La crise libyenne aura eu raison de la politique extérieure commune de l’Union européenne. Depuis un an que le traité de Lisbonne est entré en vigueur, la PESD – la politique extérieure et de sécurité commune – comme on l’appelle dans le jargon bruxellois, n’avait pas vraiment fait bonne figure. Pourtant le traité avait doté l’UE d’un Haut représentant, en l’occurrence la baronne Catherine Ashton, censée donner un visage, et comme aurait dit Henry Kissinger, un numéro de téléphone, à la politique extérieure de l’Union. La Grande-Bretagne, alors dirigée par les travaillistes, s’était opposée à ce que ce Haut représentant porte le titre de ministre des affaires étrangères. Mais tout de même. Mandatée à la fois par le Conseil européen, c’est-à-dire par les gouvernements nationaux, et par la Commission, Mme Ashton disposait théoriquement de pouvoirs qui, auparavant, étaient dispersés entre plusieurs commissaires et institutions. Pendant la première année de son mandat, elle a passé le plus clair de son temps à mettre sur pied le Service d’action extérieure, véritable outil diplomatique de l’Union, qui compte quelque 6.000 personnes, avec des ambassadeurs répartis dans le monde entier.
Résultat: Mme Ashton a pratiquement été aux abonnés absents pendant le mouvement qui a soulevé les peuples arabes.

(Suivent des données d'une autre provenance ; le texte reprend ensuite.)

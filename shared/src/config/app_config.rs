//! Process configuration: `.env` file layered under the real environment.
//!
//! Every value has an environment key; the `.env` file only fills keys the
//! environment does not already define. Invalid values fail startup.

use crate::logging::init_tracing;
use crate::security::SecurityConfig;
use crate::tool::error::AppError;
use std::fmt::Display;
use std::net::SocketAddr;
use std::path::Path;
use std::str::FromStr;
use tracing::{info, warn};

/// Key lookup used by the config loaders. Production passes `std::env::var`.
pub type EnvLookup<'a> = &'a dyn Fn(&str) -> Option<String>;

/// `.env` 로드 결과. 로깅 초기화 전에 로드하므로 결과는 나중에 `log()`로 남깁니다.
#[derive(Debug, Clone, PartialEq, Eq)]
pub enum EnvFile {
    Loaded(&'static str),
    Failed(&'static str, String),
    Missing,
}

impl EnvFile {
    pub fn log(&self) {
        match self {
            EnvFile::Loaded(path) => info!("환경 파일 로드: {}", path),
            EnvFile::Failed(path, e) => warn!("환경 파일 로드 실패 {}: {}", path, e),
            EnvFile::Missing => warn!(".env 파일을 찾을 수 없어서 환경 변수를 직접 사용합니다."),
        }
    }
}

/// .env 파일 로드 - 현재 디렉토리, 상위 디렉토리 순서로 찾기
pub fn load_env_file() -> EnvFile {
    for path in [".env", "../.env"] {
        if Path::new(path).exists() {
            return match dotenv::from_filename(path) {
                Ok(_) => EnvFile::Loaded(path),
                Err(e) => EnvFile::Failed(path, e.to_string()),
            };
        }
    }
    EnvFile::Missing
}

pub fn var_or(lookup: EnvLookup<'_>, key: &str, default: &str) -> String {
    lookup(key).unwrap_or_else(|| {
        warn!("{} 환경변수가 없어서 {}를 사용합니다.", key, default);
        default.to_string()
    })
}

pub fn parse_var<T>(lookup: EnvLookup<'_>, key: &str, default: T) -> Result<T, AppError>
where
    T: FromStr,
    T::Err: Display,
{
    match lookup(key) {
        Some(raw) => raw
            .trim()
            .parse()
            .map_err(|e| AppError::Configuration(format!("{key}: {e}"))),
        None => Ok(default),
    }
}

/// Deployment environment; selects the log format.
#[derive(Debug, Clone, Copy, PartialEq, Eq)]
pub enum AppEnv {
    Local,
    Dev,
    Prod,
}

impl FromStr for AppEnv {
    type Err = String;

    fn from_str(s: &str) -> Result<Self, Self::Err> {
        match s.to_ascii_lowercase().as_str() {
            "local" => Ok(AppEnv::Local),
            "dev" => Ok(AppEnv::Dev),
            "prod" => Ok(AppEnv::Prod),
            other => Err(format!("unknown environment '{other}' (local|dev|prod)")),
        }
    }
}

impl AppEnv {
    /// `app_env` 키, 기본값 local
    pub fn from_lookup(lookup: EnvLookup<'_>) -> Result<Self, AppError> {
        parse_var(lookup, "app_env", AppEnv::Local)
    }
}

#[derive(Debug, Clone)]
pub struct GrpcSettings {
    pub host: String,
    pub port: u16,
}

impl GrpcSettings {
    pub fn from_lookup(lookup: EnvLookup<'_>) -> Result<Self, AppError> {
        Ok(Self {
            host: var_or(lookup, "grpc_host", "0.0.0.0"),
            port: parse_var(lookup, "grpc_port", 50051)?,
        })
    }

    pub fn addr(&self) -> Result<SocketAddr, AppError> {
        format!("{}:{}", self.host, self.port)
            .parse()
            .map_err(|e| {
                AppError::Configuration(format!(
                    "잘못된 주소 형식 '{}:{}': {e}",
                    self.host, self.port
                ))
            })
    }
}

#[derive(Clone)]
pub struct DatabaseSettings {
    pub host: String,
    pub port: u16,
    pub user: String,
    pub password: String,
    pub database: String,
    pub max_connections: u32,
}

impl std::fmt::Debug for DatabaseSettings {
    fn fmt(&self, f: &mut std::fmt::Formatter<'_>) -> std::fmt::Result {
        f.debug_struct("DatabaseSettings")
            .field("host", &self.host)
            .field("port", &self.port)
            .field("user", &self.user)
            .field("password", &"***")
            .field("database", &self.database)
            .field("max_connections", &self.max_connections)
            .finish()
    }
}

impl DatabaseSettings {
    pub fn from_lookup(lookup: EnvLookup<'_>) -> Result<Self, AppError> {
        let password = lookup("db_password").ok_or_else(|| {
            AppError::Configuration("db_password 환경변수가 필요합니다.".to_string())
        })?;

        Ok(Self {
            host: var_or(lookup, "db_host", "localhost"),
            port: parse_var(lookup, "db_port", 5432)?,
            user: var_or(lookup, "db_id", "postgres"),
            password,
            database: var_or(lookup, "db_name", "social"),
            max_connections: parse_var(lookup, "db_max_connections", 10)?,
        })
    }

    pub fn url(&self) -> String {
        format!(
            "postgres://{}:{}@{}:{}/{}",
            self.user, self.password, self.host, self.port, self.database
        )
    }
}

#[derive(Debug, Clone)]
pub struct RedisSettings {
    pub host: String,
    pub port: u16,
}

impl RedisSettings {
    pub fn from_lookup(lookup: EnvLookup<'_>) -> Result<Self, AppError> {
        Ok(Self {
            host: var_or(lookup, "redis_host", "localhost"),
            port: parse_var(lookup, "redis_port", 6379)?,
        })
    }

    pub fn url(&self) -> String {
        format!("redis://{}:{}", self.host, self.port)
    }
}

/// Admin account created at startup when its email is not registered yet.
#[derive(Clone)]
pub struct AdminSeed {
    pub username: String,
    pub email: String,
    pub password: String,
}

impl std::fmt::Debug for AdminSeed {
    fn fmt(&self, f: &mut std::fmt::Formatter<'_>) -> std::fmt::Result {
        f.debug_struct("AdminSeed")
            .field("username", &self.username)
            .field("email", &self.email)
            .finish_non_exhaustive()
    }
}

impl AdminSeed {
    /// `None` unless both `ADMIN_EMAIL` and `ADMIN_PASSWORD` are set.
    pub fn from_lookup(lookup: EnvLookup<'_>) -> Option<Self> {
        let email = lookup("ADMIN_EMAIL").filter(|v| !v.is_empty())?;
        let password = lookup("ADMIN_PASSWORD").filter(|v| !v.is_empty())?;
        Some(Self {
            username: lookup("ADMIN_USERNAME").unwrap_or_else(|| "admin".to_string()),
            email,
            password,
        })
    }
}

/// Settings common to every service binary.
#[derive(Debug, Clone)]
pub struct AppConfig {
    pub env: AppEnv,
    pub grpc: GrpcSettings,
    pub database: DatabaseSettings,
    pub redis: RedisSettings,
    pub security: SecurityConfig,
    pub admin: Option<AdminSeed>,
}

impl AppConfig {
    /// 바이너리 시작 순서: `.env` 로드, 로깅 초기화, 설정 로드.
    ///
    /// Tracing is installed before any section is read, so the config loaders'
    /// own log lines reach the subscriber.
    pub fn bootstrap() -> anyhow::Result<Self> {
        let env_file = load_env_file();
        let env = AppEnv::from_lookup(&|key| std::env::var(key).ok())?;
        init_tracing(env)?;
        env_file.log();

        Ok(Self::from_env()?)
    }

    /// Reads the process environment. `.env` must already be loaded (see [`AppConfig::bootstrap`]).
    pub fn from_env() -> Result<Self, AppError> {
        Self::from_lookup(&|key| std::env::var(key).ok())
    }

    pub fn from_lookup(lookup: EnvLookup<'_>) -> Result<Self, AppError> {
        let env = AppEnv::from_lookup(lookup)?;

        Ok(Self {
            env,
            grpc: GrpcSettings::from_lookup(lookup)?,
            database: DatabaseSettings::from_lookup(lookup)?,
            redis: RedisSettings::from_lookup(lookup)?,
            security: SecurityConfig::from_lookup(lookup)?,
            admin: AdminSeed::from_lookup(lookup),
        })
    }
}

Elle a dû attendre plusieurs semaines après le départ du Tunisien Ben Ali puis de l’Egyptien Moubarak pour manifester son existence. Avec beaucoup de candeur, elle en a expliqué la raison. Elle ne peut s’exprimer qu’après avoir consulté les vingt-sept ministères des affaires étrangères des Etats membres et avoir dégagé une position acceptable par tous. C’est la plupart du temps le plus petit dénominateur commun.

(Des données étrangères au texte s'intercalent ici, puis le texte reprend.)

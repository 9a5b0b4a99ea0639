//! 사진 데이터베이스 서비스

use crate::config::db::DbConfig;
use crate::model::{NewPhoto, PhotoRecord};
use crate::tool::error::AppError;
use crate::traits::PhotoStore;
use async_trait::async_trait;
use tracing::{debug, info};

const PHOTO_COLUMNS: &str =
    "id, user_id, image_url, likes_count, comments_count, created_at, updated_at";

#[derive(Clone)]
pub struct PhotoDbService {
    db: DbConfig,
}

impl PhotoDbService {
    pub fn new(db: DbConfig) -> Self {
        Self { db }
    }
}

#[async_trait]
impl PhotoStore for PhotoDbService {
    async fn save_photo(&self, photo: NewPhoto) -> Result<i64, AppError> {
        let id: i64 =
            sqlx::query_scalar("INSERT INTO photos (user_id, image_url) VALUES ($1, $2) RETURNING id")
                .bind(photo.user_id)
                .bind(&photo.image_url)
                .fetch_one(self.db.get_pool())
                .await?;

        info!(photo_id = id, user_id = photo.user_id, "📷 사진 저장 완료");
        Ok(id)
    }

    async fn get_photo(&self, photo_id: i64) -> Result<Option<PhotoRecord>, AppError> {
        let sql = format!("SELECT {PHOTO_COLUMNS} FROM photos WHERE id = $1");
        let photo = sqlx::query_as::<_, PhotoRecord>(&sql)
            .bind(photo_id)
            .fetch_optional(self.db.get_pool())
            .await?;

        Ok(photo)
    }

    /// 최신 사진이 먼저 오도록 정렬합니다.
    async fn get_user_photos(&self, user_id: i64) -> Result<Vec<PhotoRecord>, AppError> {
        let sql = format!(
            "SELECT {PHOTO_COLUMNS} FROM photos WHERE user_id = $1 ORDER BY created_at DESC, id DESC"
        );
        let photos = sqlx::query_as::<_, PhotoRecord>(&sql)
            .bind(user_id)
            .fetch_all(self.db.get_pool())
            .await?;

        debug!(user_id, count = photos.len(), "사용자 사진 목록 조회");
        Ok(photos)
    }
}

L’expression d’une position «européenne» est laissée, comme par le passé, aux dirigeants des pays membres, et surtout aux plus importants d’entre eux. S’il s’agit de prendre position sur l’Egypte, Nicolas Sarkozy, Angela Merkel et David Cameron publient une déclaration commune. Les autres n’ont plus qu’à s’y rallier ou à manifester leur mauvaise humeur en s’abstenant.
S’abstenir, c’est la position prise par l’Allemagne au Conseil de sécurité des Nations unies, jeudi 17 mars, sur la résolution proposée par la France, la Grande-Bretagne et le Liban, autorisant l’usage de la force contre Kadhafi. L’Europe ne pouvait étaler ses divisions de manière plus spectaculaire. Après coup, les Allemands ont tenté d’expliquer que cette abstention valait approbation. Mais le mal était fait. Certes, le gouvernement de Berlin a de bonnes raisons pour justifier son attitude. 80% des Allemands sont contre une intervention militaire en Libye. Le ministre des affaires étrangères et vice-chancelier, Guido Westerwelle, s’est présenté comme le pacifiste en chef, espérant peut-être que son parti libéral (FDP) pourrait ainsi regagner les soutiens qu’il a perdus depuis les élections générales de septembre 2009.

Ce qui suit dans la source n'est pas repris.